Evans then asserts that the evidence was not admissible to establish the relationship between the parties because caselaw establishes that a continuing course of conduct or relationship of the parties is not a material fact admissible under K.S.A. 60-455. Evans relies on State v. Warledo , 286 Kan. 927, 190 P.3d 937 (2008), in support of his assertion that evidence of relationship of the parties is improper and inadmissible. In that case, the court ruled that previous battery cases and incidents were not admissible "independent of K.S.A. 60-455" to show the relationship of the parties because prior Kansas Supreme Court precedent, State v. Gunby , 282 Kan. 39, 144 P.3d 647 (2006), abolished the exception and required all evidence to be admitted under K.S.A. 60-455. (Emphasis added.) Warledo , 286 Kan. at 942. Thus, Warledo does not stand for the proposition that evidence of relationships of the parties is inadmissible or improper. It simply required that such evidence be considered under the lens of K.S.A. 60-455.

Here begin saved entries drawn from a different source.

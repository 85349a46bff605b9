//! Designer settings loaded from a TOML file.
//!
//! ```toml
//! app_properties_only = true
//! show_file_property = false
//! current_container = "/home/project"
//! mandatory_field_names = ["ParticipantID", "Date"]
//! ```

use std::fs;
use std::path::Path;

use anyhow::{Context, Result};
use serde::{Deserialize, Serialize};

use designer_model::TypeOptions;

/// Settings shared by every command.
#[derive(Debug, Clone, PartialEq, Eq, Serialize, Deserialize)]
#[serde(default)]
pub struct DesignerSettings {
    /// Restrict type choices to application-managed domain types.
    pub app_properties_only: bool,
    /// Offer the file type when `app_properties_only` is set.
    pub show_file_property: bool,
    /// Container the caller works in; domains defined elsewhere are shared.
    #[serde(skip_serializing_if = "Option::is_none")]
    pub current_container: Option<String>,
    /// Extra names that lock fields, on top of the domain's own.
    pub mandatory_field_names: Vec<String>,
}

impl Default for DesignerSettings {
    fn default() -> Self {
        Self {
            app_properties_only: false,
            show_file_property: true,
            current_container: None,
            mandatory_field_names: Vec::new(),
        }
    }
}

impl DesignerSettings {
    /// Read settings from `path`.
    ///
    /// # Errors
    ///
    /// Fails if the file cannot be read or is not valid settings TOML.
    pub fn load(path: &Path) -> Result<Self> {
        let content = fs::read_to_string(path)
            .with_context(|| format!("read settings {}", path.display()))?;
        let settings = Self::from_toml_str(&content)
            .with_context(|| format!("parse settings {}", path.display()))?;
        tracing::info!(path = %path.display(), "loaded settings");
        Ok(settings)
    }

    /// Settings from `path` when given, defaults otherwise.
    pub fn load_or_default(path: Option<&Path>) -> Result<Self> {
        path.map_or_else(|| Ok(Self::default()), Self::load)
    }

    pub fn from_toml_str(content: &str) -> std::result::Result<Self, toml::de::Error> {
        toml::from_str(content)
    }

    pub fn to_toml_string(&self) -> std::result::Result<String, toml::ser::Error> {
        toml::to_string_pretty(self)
    }

    /// Type options with command-line overrides applied.
    pub fn type_options(&self, app_only: bool, hide_file: bool) -> TypeOptions {
        TypeOptions {
            app_properties_only: app_only || self.app_properties_only,
            show_file_property: !hide_file && self.show_file_property,
        }
    }
}
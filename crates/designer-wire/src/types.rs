//! JSON shapes exchanged with the domain service.
//!
//! These mirror the service's keys exactly. Conversion to and from the
//! model lives in [`crate::convert`].

use std::collections::BTreeMap;

use serde::de::DeserializeOwned;
use serde::{Deserialize, Deserializer, Serialize};
use serde_json::Value;
use tracing::warn;

use designer_model::{LockState, PhiLevel};

// =============================================================================
// DOMAIN
// =============================================================================

/// A domain design as sent and received by the service.
#[derive(Debug, Clone, PartialEq, Serialize, Deserialize)]
#[serde(rename_all = "camelCase", default)]
pub struct RawDomain {
    #[serde(skip_serializing_if = "Option::is_none")]
    pub domain_id: Option<i64>,
    #[serde(rename = "domainURI", skip_serializing_if = "Option::is_none")]
    pub domain_uri: Option<String>,
    pub name: Option<String>,
    pub container: Option<String>,
    pub description: Option<String>,
    pub allow_file_link_properties: bool,
    pub allow_attachment_properties: bool,
    pub allow_flag_properties: bool,
    /// Read on load, never written back.
    #[serde(skip_serializing)]
    pub mandatory_field_names: Vec<String>,
    pub fields: Vec<RawField>,
    pub indices: Vec<RawIndex>,
}

impl Default for RawDomain {
    fn default() -> Self {
        Self {
            domain_id: None,
            domain_uri: None,
            name: None,
            container: None,
            description: None,
            allow_file_link_properties: false,
            allow_attachment_properties: false,
            allow_flag_properties: true,
            mandatory_field_names: Vec::new(),
            fields: Vec::new(),
            indices: Vec::new(),
        }
    }
}

/// Database index over domain columns.
#[derive(Debug, Clone, Default, PartialEq, Eq, Serialize, Deserialize)]
#[serde(rename_all = "camelCase", default)]
pub struct RawIndex {
    pub column_names: Vec<String>,
    pub unique: bool,
}

// =============================================================================
// FIELD
// =============================================================================

/// One field of a [`RawDomain`].
///
/// Lookup keys are always written, as `null` when the field's type has no
/// lookup target. `URL` and `PHI` are accepted in either case on load and
/// written lowercase. Unrecognized `lockType` and `PHI` values read as
/// absent.
#[derive(Debug, Clone, Default, PartialEq, Serialize, Deserialize)]
#[serde(rename_all = "camelCase", default)]
pub struct RawField {
    #[serde(skip_serializing_if = "Option::is_none")]
    pub property_id: Option<i64>,
    pub name: Option<String>,
    #[serde(rename = "propertyURI", skip_serializing_if = "Option::is_none")]
    pub property_uri: Option<String>,
    #[serde(rename = "rangeURI")]
    pub range_uri: Option<String>,
    #[serde(rename = "conceptURI")]
    pub concept_uri: Option<String>,
    pub required: Option<bool>,
    pub primary_key: Option<bool>,
    #[serde(deserialize_with = "lenient")]
    pub lock_type: Option<LockState>,
    pub lookup_schema: Option<String>,
    pub lookup_query: Option<String>,
    pub lookup_container: Option<String>,
    pub property_validators: Vec<RawValidator>,
    pub conditional_formats: Vec<RawConditionalFormat>,
    #[serde(skip_serializing_if = "Option::is_none")]
    pub format: Option<String>,
    #[serde(deserialize_with = "lenient_scale")]
    pub scale: Option<i64>,
    #[serde(skip_serializing_if = "Option::is_none")]
    pub import_aliases: Option<String>,
    #[serde(skip_serializing_if = "Option::is_none")]
    pub description: Option<String>,
    #[serde(skip_serializing_if = "Option::is_none")]
    pub label: Option<String>,
    #[serde(rename = "url", alias = "URL", skip_serializing_if = "Option::is_none")]
    pub url: Option<String>,
    #[serde(rename = "phi", alias = "PHI", deserialize_with = "lenient")]
    pub phi: Option<PhiLevel>,
    pub measure: Option<bool>,
    pub dimension: Option<bool>,
    pub hidden: Option<bool>,
    pub mv_enabled: Option<bool>,
    pub shown_in_insert_view: Option<bool>,
    pub shown_in_update_view: Option<bool>,
    pub shown_in_details_view: Option<bool>,
    pub exclude_from_shifting: Option<bool>,
    pub recommended_variable: Option<bool>,
    #[serde(skip_serializing_if = "Option::is_none")]
    pub default_scale: Option<String>,
    #[serde(skip_serializing_if = "Option::is_none")]
    pub default_value_type: Option<String>,
}

/// Validator entry of [`RawField::property_validators`].
#[derive(Debug, Clone, PartialEq, Serialize, Deserialize)]
#[serde(rename_all = "camelCase")]
pub struct RawValidator {
    /// `Range`, `RegEx`, `Lookup`, or any other kind the service defines.
    #[serde(rename = "type")]
    pub kind: String,
    #[serde(default, skip_serializing_if = "Option::is_none")]
    pub row_id: Option<i64>,
    #[serde(default, skip_serializing_if = "Option::is_none")]
    pub name: Option<String>,
    #[serde(default, skip_serializing_if = "Option::is_none")]
    pub description: Option<String>,
    #[serde(default, skip_serializing_if = "Option::is_none")]
    pub error_message: Option<String>,
    #[serde(default, skip_serializing_if = "Option::is_none")]
    pub expression: Option<String>,
    /// Extra settings such as `failOnMatch`.
    #[serde(default, skip_serializing_if = "BTreeMap::is_empty")]
    pub properties: BTreeMap<String, Value>,
}

/// Conditional format entry of [`RawField::conditional_formats`].
#[derive(Debug, Clone, Default, PartialEq, Eq, Serialize, Deserialize)]
#[serde(rename_all = "camelCase", default)]
pub struct RawConditionalFormat {
    pub filter: Option<String>,
    #[serde(skip_serializing_if = "Option::is_none")]
    pub text_color: Option<String>,
    #[serde(skip_serializing_if = "Option::is_none")]
    pub background_color: Option<String>,
    pub bold: bool,
    pub italic: bool,
    pub strikethrough: bool,
}

// =============================================================================
// ERRORS
// =============================================================================

/// Body of a failed save.
#[derive(Debug, Clone, Default, PartialEq, Deserialize)]
#[serde(default)]
pub struct RawExceptionPayload {
    pub exception: String,
    pub success: bool,
    pub errors: Option<Vec<RawPayloadError>>,
}

/// Entry of [`RawExceptionPayload::errors`].
///
/// `id` is a property id (number or numeric string) or the literal `"form"`.
#[derive(Debug, Clone, Default, PartialEq, Deserialize)]
#[serde(rename_all = "camelCase", default)]
pub struct RawPayloadError {
    pub id: Value,
    pub field: Option<String>,
    pub message: String,
    pub extra_info: Option<Value>,
    pub severity: Option<String>,
}

/// Scale arrives as a number, a numeric string, or something else entirely;
/// anything non-numeric reads as absent.
fn lenient_scale<'de, D>(deserializer: D) -> Result<Option<i64>, D::Error>
where
    D: Deserializer<'de>,
{
    let value = Option::<Value>::deserialize(deserializer)?;
    Ok(value.as_ref().and_then(scale_from_value))
}

/// Enum-valued keys: an unknown spelling is logged and read as absent
/// instead of failing the whole domain.
fn lenient<'de, D, T>(deserializer: D) -> Result<Option<T>, D::Error>
where
    D: Deserializer<'de>,
    T: DeserializeOwned,
{
    let value = Option::<Value>::deserialize(deserializer)?;
    Ok(value
        .filter(|value| !value.is_null())
        .and_then(|value| match serde_json::from_value(value.clone()) {
            Ok(parsed) => Some(parsed),
            Err(error) => {
                warn!(%value, %error, "ignoring unrecognized field setting");
                None
            }
        }))
}

pub(crate) fn scale_from_value(value: &Value) -> Option<i64> {
    match value {
        Value::Number(number) => number.as_i64().or_else(|| {
            number
                .as_f64()
                .filter(|f| f.fract() == 0.0 && f.is_finite())
                .map(|f| f as i64)
        }),
        Value::String(text) => text.trim().parse().ok(),
        _ => None,
    }
}
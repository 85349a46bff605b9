//! Entry points for turning service JSON into model values and back.

use serde_json::Value;
use tracing::debug;

use designer_model::{Domain, ExceptionPayload, Field, Severity, ValidationException};

use crate::error::Result;
use crate::types::{RawDomain, RawExceptionPayload, RawField};

/// Build a [`Domain`] from a service payload.
///
/// This is the only way service data becomes a domain; a domain returned by
/// a successful save must come back through here too.
pub fn create_domain(value: Value) -> Result<Domain> {
    let raw: RawDomain = serde_json::from_value(value)?;
    let domain = Domain::create(raw.into());
    debug!(
        domain = %domain.name,
        fields = domain.fields.len(),
        "loaded domain"
    );
    Ok(domain)
}

/// [`create_domain`] over JSON text.
pub fn create_domain_from_str(json: &str) -> Result<Domain> {
    let raw: RawDomain = serde_json::from_str(json)?;
    Ok(Domain::create(raw.into()))
}

/// Service payload for `domain`. The attached exception is never written.
pub fn serialize_domain(domain: &Domain) -> Result<Value> {
    Ok(serde_json::to_value(RawDomain::from(domain))?)
}

/// Service payload for a single field.
pub fn serialize_field(field: &Field) -> Result<Value> {
    Ok(serde_json::to_value(RawField::from(field))?)
}

/// Parse the body of a failed save into a [`ValidationException`].
///
/// Rows are not attributed yet; see
/// [`ValidationException::add_row_indexes_to_errors`] or
/// [`designer_model::route_exception`].
pub fn create_exception(value: Value, default_severity: Severity) -> Result<ValidationException> {
    let raw: RawExceptionPayload = serde_json::from_value(value)?;
    let payload = ExceptionPayload::from(raw);
    let exception = ValidationException::create(&payload, default_severity);
    debug!(
        errors = exception.errors.len(),
        severity = %exception.severity,
        domain_name = ?exception.domain_name,
        "parsed server exception"
    );
    Ok(exception)
}
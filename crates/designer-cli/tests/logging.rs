//! Log file output. Kept in its own test binary since the subscriber is global.

use designer_cli::logging::{LogConfig, LogFormat, init_logging};
use tracing::level_filters::LevelFilter;

#[test]
fn json_log_file_receives_workspace_events() {
    let dir = tempfile::tempdir().unwrap();
    let path = dir.path().join("designer.log");
    let config = LogConfig {
        use_env_filter: false,
        with_ansi: false,
        ..LogConfig::default()
    }
    .with_level(LevelFilter::DEBUG)
    .with_format(LogFormat::Json)
    .with_log_file(Some(path.clone()));
    init_logging(&config).unwrap();

    designer_wire::create_domain(serde_json::json!({"name": "Run Fields"})).unwrap();

    let content = std::fs::read_to_string(&path).unwrap();
    let line = content
        .lines()
        .find(|line| line.contains("loaded domain"))
        .unwrap();
    let event: serde_json::Value = serde_json::from_str(line).unwrap();
    assert_eq!(event["level"], "DEBUG");
    assert_eq!(event["fields"]["domain"], "Run Fields");
}
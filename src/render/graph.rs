/*
    Trig Tutor, sine, cosine and tangent on the unit circle
    Copyright (C) 2024 Trig Tutor contributors

    This program is free software: you can redistribute it and/or modify
    it under the terms of the GNU Affero General Public License as published
    by the Free Software Foundation, either version 3 of the License, or
    (at your option) any later version.

    This program is distributed in the hope that it will be useful,
    but WITHOUT ANY WARRANTY; without even the implied warranty of
    MERCHANTABILITY or FITNESS FOR A PARTICULAR PURPOSE.  See the
    GNU Affero General Public License for more details.

    You should have received a copy of the GNU Affero General Public License
    along with this program.  If not, see <https://www.gnu.org/licenses/>.
*/

use plotters::coord::Shift;
use plotters::prelude::*;

use super::layout::{dashes, place_in_domain, sample, tangent_branches};
use super::{
    plot_err, RenderConfig, RenderError, ANGLE_COLOR, COSINE_COLOR, MARGIN, SINE_COLOR,
    TANGENT_COLOR, TITLE_SIZE, X_LABEL_AREA, Y_LABEL_AREA,
};
use crate::trig::{format_degrees, Evaluation};

/// Vertical half window when only sine and cosine are shown.
const TRIG_Y_MAX: f64 = 1.2;
/// Room above and below the clipped tangent.
const TAN_HEADROOM: f64 = 0.5;
const MARKER_RADIUS: i32 = 5;

/// Draws sine, cosine and optionally tangent over the configured domain, marking the current angle.
pub(crate) fn draw(
    root: &DrawingArea<BitMapBackend<'_>, Shift>,
    eval: &Evaluation,
    show_tangent: bool,
    cfg: &RenderConfig,
) -> Result<(), RenderError> {
    root.fill(&WHITE).map_err(plot_err)?;

    let domain = cfg.domain_deg.0..cfg.domain_deg.1;
    let y_max = if show_tangent {
        cfg.tan_clip + TAN_HEADROOM
    } else {
        TRIG_Y_MAX
    };

    let mut chart = ChartBuilder::on(root)
        .caption(
            format!(
                "Trig Functions from {} to {}",
                format_degrees(domain.start),
                format_degrees(domain.end)
            ),
            (super::FONT_FAMILY, TITLE_SIZE),
        )
        .margin(MARGIN)
        .x_label_area_size(X_LABEL_AREA)
        .y_label_area_size(Y_LABEL_AREA)
        .build_cartesian_2d(domain.clone(), -y_max..y_max)
        .map_err(plot_err)?;

    chart
        .configure_mesh()
        .x_desc("Angle θ (degrees)")
        .y_desc("Value")
        .x_labels(9)
        .bold_line_style(BLACK.mix(0.12).stroke_width(1))
        .light_line_style(BLACK.mix(0.04).stroke_width(1))
        .draw()
        .map_err(plot_err)?;

    chart
        .draw_series(std::iter::once(PathElement::new(
            vec![(domain.start, 0.0), (domain.end, 0.0)],
            BLACK.mix(0.6).stroke_width(1),
        )))
        .map_err(plot_err)?;

    let sine_style = SINE_COLOR.stroke_width(2);
    chart
        .draw_series(LineSeries::new(
            sample(domain.clone(), cfg.curve_samples, |deg| {
                deg.to_radians().sin()
            }),
            sine_style,
        ))
        .map_err(plot_err)?
        .label("sin θ")
        .legend(move |(x, y)| PathElement::new(vec![(x, y), (x + 20, y)], sine_style));

    let cosine_style = COSINE_COLOR.stroke_width(2);
    chart
        .draw_series(LineSeries::new(
            sample(domain.clone(), cfg.curve_samples, |deg| {
                deg.to_radians().cos()
            }),
            cosine_style,
        ))
        .map_err(plot_err)?
        .label("cos θ")
        .legend(move |(x, y)| PathElement::new(vec![(x, y), (x + 20, y)], cosine_style));

    if show_tangent {
        // One polyline per branch: the asymptotes are never bridged
        let tangent_style = TANGENT_COLOR.stroke_width(2);
        chart
            .draw_series(
                tangent_branches(domain.clone(), cfg.tan_clip, cfg.curve_samples)
                    .into_iter()
                    .map(|branch| PathElement::new(branch, tangent_style)),
            )
            .map_err(plot_err)?
            .label("tan θ")
            .legend(move |(x, y)| PathElement::new(vec![(x, y), (x + 20, y)], tangent_style));
    }

    // Narrow domains may not contain the angle at all
    let placed = place_in_domain(eval.angle_deg, &domain);
    if let Some(x) = placed {
        let angle_style = ANGLE_COLOR.stroke_width(2);
        chart
            .draw_series(
                dashes((x, -y_max), (x, y_max), y_max / 40.0)
                    .into_iter()
                    .map(|[from, to]| PathElement::new(vec![from, to], angle_style)),
            )
            .map_err(plot_err)?
            .label(format!("θ = {}", format_degrees(eval.angle_deg)))
            .legend(move |(x, y)| PathElement::new(vec![(x, y), (x + 20, y)], angle_style));
    } else {
        debug!(
            "θ = {} falls outside of the graph domain",
            format_degrees(eval.angle_deg)
        );
    }

    chart
        .configure_series_labels()
        .position(SeriesLabelPosition::UpperRight)
        .background_style(WHITE.mix(0.85).filled())
        .border_style(BLACK.mix(0.3).stroke_width(1))
        .label_font((super::FONT_FAMILY, 15))
        .draw()
        .map_err(plot_err)?;

    let Some(x) = placed else {
        return Ok(());
    };
    let mut markers = vec![
        Circle::new((x, eval.sine), MARKER_RADIUS, SINE_COLOR.filled()),
        Circle::new((x, eval.cosine), MARKER_RADIUS, COSINE_COLOR.filled()),
    ];
    if let Some(tangent) = tangent_marker(eval, show_tangent, cfg.tan_clip) {
        markers.push(Circle::new(
            (x, tangent),
            MARKER_RADIUS,
            TANGENT_COLOR.filled(),
        ));
    }
    chart.draw_series(markers).map_err(plot_err)?;

    Ok(())
}

/// Height of the tangent marker: none on the asymptotes, nor outside of the clipped window.
fn tangent_marker(eval: &Evaluation, show_tangent: bool, clip: f64) -> Option<f64> {
    eval.tangent
        .filter(|tangent| show_tangent && tangent.abs() <= clip)
}

#[test]
fn test_tangent_marker() {
    use crate::trig::evaluate;

    let marker = tangent_marker(&evaluate(45.0), true, 4.0).unwrap();
    assert!((marker - 1.0).abs() < 1e-12);
    assert!(tangent_marker(&evaluate(45.0), false, 4.0).is_none());
    assert!(tangent_marker(&evaluate(90.0), true, 4.0).is_none());
    assert!(tangent_marker(&evaluate(-270.0), true, 4.0).is_none());
    // tan(85°) is about 11.4, beyond the window
    assert!(tangent_marker(&evaluate(85.0), true, 4.0).is_none());
    assert!(tangent_marker(&evaluate(85.0), true, 20.0).is_some());
}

More recently, the Kansas Supreme Court has acknowledged that some courts have misconstrued Gunby and it clarified:

"We acknowledge this discussion in Gunby cast the strong impression that we had overruled the so-called ‘marital discord exception’ and that henceforth, even evidence of 'problems between spouses' would be subject to the limits of K.S.A. 2017 Supp. 60-455. Indeed, some courts have read Gunby as a blanket rule that requires all evidence of marital discord to be admitted through K.S.A. 2017 Supp. 60-455.

"But our corrective work in Gunby is now itself due for a tune up. As anyone possessing even a passing familiarity with the ups-and-downs of the marital relationship can easily attest, there is a vast distance between mere 'problems' in a marriage and domestic violence or other acts that would qualify as other crimes or civil wrongs. The category of 'marital discord' is far too broad to admit to a single, uniform rule concerning K.S.A. 2017 Supp. 60-455. Sometimes discord will ripen into actual other crimes or civil wrongs. Often, it will not. Courts must analyze the specific and concrete evidence in each instance to determine whether the evidence truly qualifies as evidence of other crimes or civil wrongs. [Citations omitted.]" State v. Campbell , 308 Kan. 763, 773-74, 423 P.3d 539 (2018).

Thus, contrary to Evans' assertion, the relationship of the parties is still a valid fact in some cases. The caselaw cited merely establishes that if the evidence is a prior crime or civil wrong, rather than mere problems in the relationship, then the evidence is subject to the analysis required by K.S.A. 60-455.

Here, the relationship of the parties was a material and disputed fact. As mentioned above, Evans claimed that S.S. made the incident up, as evidenced by her delay in reporting to law enforcement. But the 2015 incident explains why she may have delayed in reporting to law enforcement: she loved Evans and his delusions and threats were not an uncommon occurrence in their relationship. See, e.g., McCune , 299 Kan. at 1228 (finding evidence of prior sexual and physical abuse admissible to show the relationship of the parties and explain victim's delay in reporting); see also Evans , 313 Kan. at 991 (explaining that prior acts explaining tumultuous relationship of the parties "was essential to establish the context" for the crimes).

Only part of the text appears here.